Q&A: Bunky Echo-Hawk on sharing art and ideas with the people
Indian artist Bunky Echo-Hawk is an old soul in a cutting-edge suit -- his bright paintings, slabbed with blocks of blinding color, mix traditional and pop imagery and ideas, resulting in a body of work that's funny, sad, stridently satirical and very smart. He's therefore an excellent choice as a lecturer for the University of Colorado's Center for the American West's Modern Indian Identity series, because he's taken a broad paintbrush to the subject, bringing it to life in ways nobody else can.
And when Echo-Hawk appears in the Glenn Miller Ballroom in Boulder Thursday night at 6:30 p.m., he won't just be talking. He'll be wielding said paintbrush, building a painting from scratch -- as well as a participatory conversation with the audience.
The idea for his live painting programs is rooted in a native tradition: Braves spent their winters reliving conquests while an artist recorded everything on a hide for the tribal annals. He's changed the gist a bit -- well, a lot -- and substituted modern issues for old hunting reveries, but you get the point.
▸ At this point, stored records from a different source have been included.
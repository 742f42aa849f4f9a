//! Status bar at the bottom of the window.

use eframe::egui::{self, RichText};

use crate::app::ModelDeckApp;
use crate::ui::colors;

/// Render the status bar.
pub fn render(app: &ModelDeckApp, ui: &mut egui::Ui) {
    let muted = colors::muted(ui.visuals());

    ui.horizontal(|ui| {
        // Status message
        if let Some((msg, _)) = &app.status_message {
            ui.label(RichText::new(msg).size(11.0).color(muted));
        }

        ui.with_layout(egui::Layout::right_to_left(egui::Align::Center), |ui| {
            // Profile count
            let count = app.store.len();
            if count > 0 {
                ui.label(
                    RichText::new(format!("{} profiles", count))
                        .size(11.0)
                        .color(muted),
                );
                ui.separator();
            }

            // Config file location, truncated to the trailing 47 chars
            let path_str = app.store.path().to_string_lossy();
            let display_path = if path_str.chars().count() > 50 {
                let start = path_str
                    .char_indices()
                    .nth_back(46)
                    .map(|(idx, _)| idx)
                    .unwrap_or(0);
                format!("...{}", &path_str[start..])
            } else {
                path_str.to_string()
            };
            ui.label(
                RichText::new(format!("📁 {}", display_path))
                    .size(11.0)
                    .color(muted),
            );
        });
    });
}
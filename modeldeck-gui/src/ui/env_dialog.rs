//! Environment-commands dialog for the active profile.

use eframe::egui::{self, RichText, Rounding, Vec2};

use crate::app::ModelDeckApp;
use crate::ui::colors;

/// Render the environment-commands dialog.
pub fn render(app: &mut ModelDeckApp, ctx: &egui::Context) {
    let commands = app.env_commands();

    egui::Window::new("Environment Commands")
        .collapsible(false)
        .resizable(false)
        .default_width(560.0)
        .anchor(egui::Align2::CENTER_CENTER, Vec2::ZERO)
        .show(ctx, |ui| {
            let muted = colors::muted(ui.visuals());

            if commands.is_empty() {
                // The active profile vanished while the dialog was open
                ui.label(RichText::new("No active profile.").color(muted));
            } else {
                ui.label("Copy and run these commands in your terminal:");

                // Read-only view; edits are discarded every frame
                let mut text = commands.join("\n");
                ui.add(
                    egui::TextEdit::multiline(&mut text)
                        .font(egui::TextStyle::Monospace)
                        .desired_width(f32::INFINITY)
                        .desired_rows(commands.len().max(4)),
                );

                ui.label(
                    RichText::new("Only the shell you run them in picks the variables up.")
                        .size(11.0)
                        .color(muted)
                        .italics(),
                );
            }

            ui.add_space(8.0);
            ui.separator();

            ui.horizontal(|ui| {
                if ui
                    .add_enabled(
                        !commands.is_empty(),
                        egui::Button::new(RichText::new("Copy").strong())
                            .fill(colors::ACCENT)
                            .rounding(Rounding::same(8.0)),
                    )
                    .clicked()
                {
                    app.copy_env_commands(ctx);
                }

                if ui
                    .add(egui::Button::new("Close").rounding(Rounding::same(8.0)))
                    .clicked()
                {
                    app.show_env_commands = false;
                }
            });
        });
}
We had a chance to chat with Echo-Hawk while he was still in Oklahoma Indian country about his community-building art-oeuvre; the Q & A follows. But first, this:
And now, this:
Westword: How did you come up with the idea for these live-painting programs?
Bunky Echo-Hawk: It's an extension of an old tradition. I'd already been doing art in front of people, and I decided to try to bring an audience-participation element into it to update that age-old tradition. I usually begin with a talk and an overview of my art where I engage in dialogue with the audience. We talk about my community and issues that might be facing that community; I also have the audience chime in and create the concept of the painting for me. And I paint throughout that dialogue.
Can you describe what happens? And what kinds of works have come out of the discussions?
It depends on where the conversations go. There have been a wide variety of issues covered. Some of the images I've painted live include one of Obama wearing a feathered headdress, from the Democratic National Convention, and another one of a priest wearing a McDonald's logo and an Uncle Sam hat.